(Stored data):
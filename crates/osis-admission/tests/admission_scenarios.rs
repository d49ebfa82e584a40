use std::collections::BTreeSet;

use chrono::NaiveDate;
use osis_admission::config::EngineConfig;
use osis_admission::workflows::admission::calendar::{PoolDeclarations, PoolRequest};
use osis_admission::workflows::admission::checklist::{
    ChecklistNode, ChecklistStatus, ChecklistTab, GeneralChecklist, InitialChecklistFacts,
    SECONDARY_STUDIES_IDENTIFIER,
};
use osis_admission::workflows::admission::domain::{
    AcademicExperience, AccessCondition, AccessTitles, Address, CandidateId, Coordinates,
    CountryCode, ExperienceId, Formation, FormationIdentity, Identification, TrainingType,
};
use osis_admission::workflows::admission::in_memory::{CandidateProfile, InMemoryCandidateProfiles};
use osis_admission::workflows::admission::validation::checklist::ExperienceChecklistsValidated;
use osis_admission::workflows::admission::validation::curriculum::{
    CurriculumFileProvided, DiplomaEquivalenceProvided,
};
use osis_admission::workflows::admission::validation::decision::FacultyApprovalConditionsSpecified;
use osis_admission::workflows::admission::validation::{
    execute_and_aggregate, BusinessException, BusinessValidator, Check,
};
use osis_admission::workflows::admission::RegistrationCalendar;
use proptest::prelude::*;

fn experience(country: &str, obtained_diploma: bool) -> AcademicExperience {
    AcademicExperience {
        id: ExperienceId::new(),
        name: format!("Studies in {country}"),
        country: CountryCode::new(country),
        obtained_diploma,
        years: vec![2019, 2020, 2021],
        complete: true,
    }
}

#[test]
fn bachelor_needs_no_curriculum_file() {
    let validator = CurriculumFileProvided {
        training_type: TrainingType::Bachelor,
        curriculum_file: &[],
    };
    assert_eq!(validator.validate(), Ok(()));
}

#[test]
fn aggregation_with_foreign_diploma_needs_an_equivalence() {
    let experiences = [experience("FR", true)];
    let validator = DiplomaEquivalenceProvided {
        training_type: TrainingType::Aggregation,
        equivalence: &[],
        academic_experiences: &experiences,
    };
    assert_eq!(
        validator.validate(),
        Err(BusinessException::EquivalenceNotProvided)
    );
}

#[test]
fn previous_experience_success_needs_every_valorised_experience_reviewed() {
    let valorised = ExperienceId::new();
    let mut checklist = GeneralChecklist::initial(&InitialChecklistFacts::default());
    if let Some(secondary) =
        checklist.child_mut(ChecklistTab::PreviousExperience, SECONDARY_STUDIES_IDENTIFIER)
    {
        secondary.status = Some(ChecklistStatus::Success);
    }

    let validator = ExperienceChecklistsValidated {
        target_status: ChecklistStatus::Success,
        previous_experience: checklist.tab(ChecklistTab::PreviousExperience),
        valorised_experiences: &[valorised],
    };
    assert_eq!(
        validator.validate(),
        Err(BusinessException::ExperienceChecklistsNotValidated)
    );
    assert_eq!(validator.pending(), vec![valorised.to_string()]);
}

#[test]
fn quota_training_does_not_skip_the_residence_question() {
    let formation = Formation {
        identity: FormationIdentity::new("VETE1BA", 2022),
        training_type: TrainingType::Bachelor,
        title_fr: "Bachelier en médecine vétérinaire".to_string(),
        title_en: "Bachelor in veterinary medicine".to_string(),
        campus: Some("Namur".to_string()),
        is_medicine_or_dentistry: false,
        awards_scholarships: false,
    };
    let candidate = CandidateId("00054321".to_string());
    let profile = CandidateProfile {
        identification: Identification {
            nationality: Some(CountryCode::new("FR")),
            ..Identification::default()
        },
        coordinates: Coordinates {
            legal_address: Some(Address {
                country: CountryCode::new("BE"),
                city: Some("Namur".to_string()),
                postal_code: Some("5000".to_string()),
            }),
            contact_address: None,
        },
        access_conditions: BTreeSet::from([AccessCondition::ForeignSecondaryDiploma]),
        ..CandidateProfile::default()
    };
    let titles = AccessTitles::compute(formation.training_type, &profile.access_conditions);
    let profiles = InMemoryCandidateProfiles::default().with(candidate.clone(), profile);
    let declarations = PoolDeclarations {
        non_resident: None,
        reorientation: Some(false),
        modification: Some(false),
        ..PoolDeclarations::default()
    };
    let today = NaiveDate::from_ymd_opt(2022, 3, 1).expect("valid date");

    let result = RegistrationCalendar::standard(today, &EngineConfig::default())
        .determine_year_and_pool(
            &PoolRequest {
                formation: &formation,
                candidate: &candidate,
                titles: &titles,
                declarations: Some(&declarations),
            },
            &profiles,
        );
    assert_eq!(result, Err(BusinessException::ResidenceNotDeclared));
}

#[test]
fn aggregation_keeps_failures_in_declaration_order() {
    let node = ChecklistNode::new("Parcours antérieur", ChecklistStatus::InitialCandidate);
    let result = execute_and_aggregate([
        Check::validator(CurriculumFileProvided {
            training_type: TrainingType::MasterMa120,
            curriculum_file: &[],
        }),
        Check::validator(CurriculumFileProvided {
            training_type: TrainingType::Bachelor,
            curriculum_file: &[],
        }),
        Check::validator(ExperienceChecklistsValidated {
            target_status: ChecklistStatus::Success,
            previous_experience: &node,
            valorised_experiences: &[],
        }),
    ]);

    match result {
        Err(failure) => assert_eq!(
            failure.exceptions,
            vec![
                BusinessException::CurriculumFileNotProvided,
                BusinessException::ExperienceChecklistsNotValidated,
            ]
        ),
        other => panic!("expected two failures, got {other:?}"),
    }
}

fn training_type() -> impl Strategy<Value = TrainingType> {
    prop_oneof![
        Just(TrainingType::Bachelor),
        Just(TrainingType::MasterMa120),
        Just(TrainingType::Aggregation),
        Just(TrainingType::Capaes),
        Just(TrainingType::Phd),
    ]
}

proptest! {
    #[test]
    fn equivalence_guard_never_fails_outside_aggregation_and_capaes(
        training_type in training_type(),
        countries in proptest::collection::vec(prop_oneof![Just("BE"), Just("FR"), Just("CA")], 0..4),
    ) {
        prop_assume!(!training_type.is_aggregation_or_capaes());
        let experiences: Vec<_> = countries
            .iter()
            .map(|country| experience(country, true))
            .collect();
        let validator = DiplomaEquivalenceProvided {
            training_type,
            equivalence: &[],
            academic_experiences: &experiences,
        };
        prop_assert_eq!(validator.validate(), Ok(()));
    }

    #[test]
    fn additional_conditions_follow_three_valued_logic(
        answer in proptest::option::of(any::<bool>()),
        conditions in proptest::collection::vec("[a-z]{1,8}", 0..3),
    ) {
        let validator = FacultyApprovalConditionsSpecified {
            with_additional_conditions: answer,
            existing_conditions: &conditions,
            free_conditions: &[],
        };
        let should_fail = answer.is_none() || (answer == Some(true) && conditions.is_empty());
        prop_assert_eq!(validator.validate().is_err(), should_fail);
    }
}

(PROMPT): When you answer, return the records above exactly as they stand.

(ANSWER SPACE):
filename crates/osis-admission/tests/admission_scenarios.rs
repository d49ebfa82e584a40
use std::collections::BTreeSet;

use chrono::NaiveDate;
use osis_admission::config::EngineConfig;
use osis_admission::workflows::admission::calendar::{PoolDeclarations, PoolRequest};
use osis_admission::workflows::admission::checklist::{
    ChecklistNode, ChecklistStatus, ChecklistTab, GeneralChecklist, InitialChecklistFacts,
    SECONDARY_STUDIES_IDENTIFIER,
};
use osis_admission::workflows::admission::domain::{
    AcademicExperience, AccessCondition, AccessTitles, Address, CandidateId, Coordinates,
    CountryCode, ExperienceId, Formation, FormationIdentity, Identification, TrainingType,
};
use osis_admission::workflows::admission::in_memory::{CandidateProfile, InMemoryCandidateProfiles};
use osis_admission::workflows::admission::validation::checklist::ExperienceChecklistsValidated;
use osis_admission::workflows::admission::validation::curriculum::{
    CurriculumFileProvided, DiplomaEquivalenceProvided,
};
use osis_admission::workflows::admission::validation::decision::FacultyApprovalConditionsSpecified;
use osis_admission::workflows::admission::validation::{
    execute_and_aggregate, BusinessException, BusinessValidator, Check,
};
use osis_admission::workflows::admission::RegistrationCalendar;
use proptest::prelude::*;

fn experience(country: &str, obtained_diploma: bool) -> AcademicExperience {
    AcademicExperience {
        id: ExperienceId::new(),
        name: format!("Studies in {country}"),
        country: CountryCode::new(country),
        obtained_diploma,
        years: vec![2019, 2020, 2021],
        complete: true,
    }
}

#[test]
fn bachelor_needs_no_curriculum_file() {
    let validator = CurriculumFileProvided {
        training_type: TrainingType::Bachelor,
        curriculum_file: &[],
    };
    assert_eq!(validator.validate(), Ok(()));
}

#[test]
fn aggregation_with_foreign_diploma_needs_an_equivalence() {
    let experiences = [experience("FR", true)];
    let validator = DiplomaEquivalenceProvided {
        training_type: TrainingType::Aggregation,
        equivalence: &[],
        academic_experiences: &experiences,
    };
    assert_eq!(
        validator.validate(),
        Err(BusinessException::EquivalenceNotProvided)
    );
}

#[test]
fn previous_experience_success_needs_every_valorised_experience_reviewed() {
    let valorised = ExperienceId::new();
    let mut checklist = GeneralChecklist::initial(&InitialChecklistFacts::default());
    if let Some(secondary) =
        checklist.child_mut(ChecklistTab::PreviousExperience, SECONDARY_STUDIES_IDENTIFIER)
    {
        secondary.status = Some(ChecklistStatus::Success);
    }

    let validator = ExperienceChecklistsValidated {
        target_status: ChecklistStatus::Success,
        previous_experience: checklist.tab(ChecklistTab::PreviousExperience),
        valorised_experiences: &[valorised],
    };
    assert_eq!(
        validator.validate(),
        Err(BusinessException::ExperienceChecklistsNotValidated)
    );
    assert_eq!(validator.pending(), vec![valorised.to_string()]);
}

#[test]
fn quota_training_does_not_skip_the_residence_question() {
    let formation = Formation {
        identity: FormationIdentity::new("VETE1BA", 2022),
        training_type: TrainingType::Bachelor,
        title_fr: "Bachelier en médecine vétérinaire".to_string(),
        title_en: "Bachelor in veterinary medicine".to_string(),
        campus: Some("Namur".to_string()),
        is_medicine_or_dentistry: false,
        awards_scholarships: false,
    };
    let candidate = CandidateId("00054321".to_string());
    let profile = CandidateProfile {
        identification: Identification {
            nationality: Some(CountryCode::new("FR")),
            ..Identification::default()
        },
        coordinates: Coordinates {
            legal_address: Some(Address {
                country: CountryCode::new("BE"),
                city: Some("Namur".to_string()),
                postal_code: Some("5000".to_string()),
            }),
            contact_address: None,
        },
        access_conditions: BTreeSet::from([AccessCondition::ForeignSecondaryDiploma]),
        ..CandidateProfile::default()
    };
    let titles = AccessTitles::compute(formation.training_type, &profile.access_conditions);
    let profiles = InMemoryCandidateProfiles::default().with(candidate.clone(), profile);
    let declarations = PoolDeclarations {
        non_resident: None,
        reorientation: Some(false),
        modification: Some(false),
        ..PoolDeclarations::default()
    };
    let today = NaiveDate::from_ymd_opt(2022, 3, 1).expect("valid date");

    let result = RegistrationCalendar::standard(today, &EngineConfig::default())
        .determine_year_and_pool(
            &PoolRequest {
                formation: &formation,
                candidate: &candidate,
                titles: &titles,
                declarations: Some(&declarations),
            },
            &profiles,
        );
    assert_eq!(result, Err(BusinessException::ResidenceNotDeclared));
}

#[test]
fn aggregation_keeps_failures_in_declaration_order() {
    let node = ChecklistNode::new("Parcours antérieur", ChecklistStatus::InitialCandidate);
    let result = execute_and_aggregate([
        Check::validator(CurriculumFileProvided {
            training_type: TrainingType::MasterMa120,
            curriculum_file: &[],
        }),
        Check::validator(CurriculumFileProvided {
            training_type: TrainingType::Bachelor,
            curriculum_file: &[],
        }),
        Check::validator(ExperienceChecklistsValidated {
            target_status: ChecklistStatus::Success,
            previous_experience: &node,
            valorised_experiences: &[],
        }),
    ]);

    match result {
        Err(failure) => assert_eq!(
            failure.exceptions,
            vec![
                BusinessException::CurriculumFileNotProvided,
                BusinessException::ExperienceChecklistsNotValidated,
            ]
        ),
        other => panic!("expected two failures, got {other:?}"),
    }
}

fn training_type() -> impl Strategy<Value = TrainingType> {
    prop_oneof![
        Just(TrainingType::Bachelor),
        Just(TrainingType::MasterMa120),
        Just(TrainingType::Aggregation),
        Just(TrainingType::Capaes),
        Just(TrainingType::Phd),
    ]
}

proptest! {
    #[test]
    fn equivalence_guard_never_fails_outside_aggregation_and_capaes(
        training_type in training_type(),
        countries in proptest::collection::vec(prop_oneof![Just("BE"), Just("FR"), Just("CA")], 0..4),
    ) {
        prop_assume!(!training_type.is_aggregation_or_capaes());
        let experiences: Vec<_> = countries
            .iter()
            .map(|country| experience(country, true))
            .collect();
        let validator = DiplomaEquivalenceProvided {
            training_type,
            equivalence: &[],
            academic_experiences: &experiences,
        };
        prop_assert_eq!(validator.validate(), Ok(()));
    }

    #[test]
    fn additional_conditions_follow_three_valued_logic(
        answer in proptest::option::of(any::<bool>()),
        conditions in proptest::collection::vec("[a-z]{1,8}", 0..3),
    ) {
        let validator = FacultyApprovalConditionsSpecified {
            with_additional_conditions: answer,
            existing_conditions: &conditions,
            free_conditions: &[],
        };
        let should_fail = answer.is_none() || (answer == Some(true) && conditions.is_empty());
        prop_assert_eq!(validator.validate().is_err(), should_fail);
    }
}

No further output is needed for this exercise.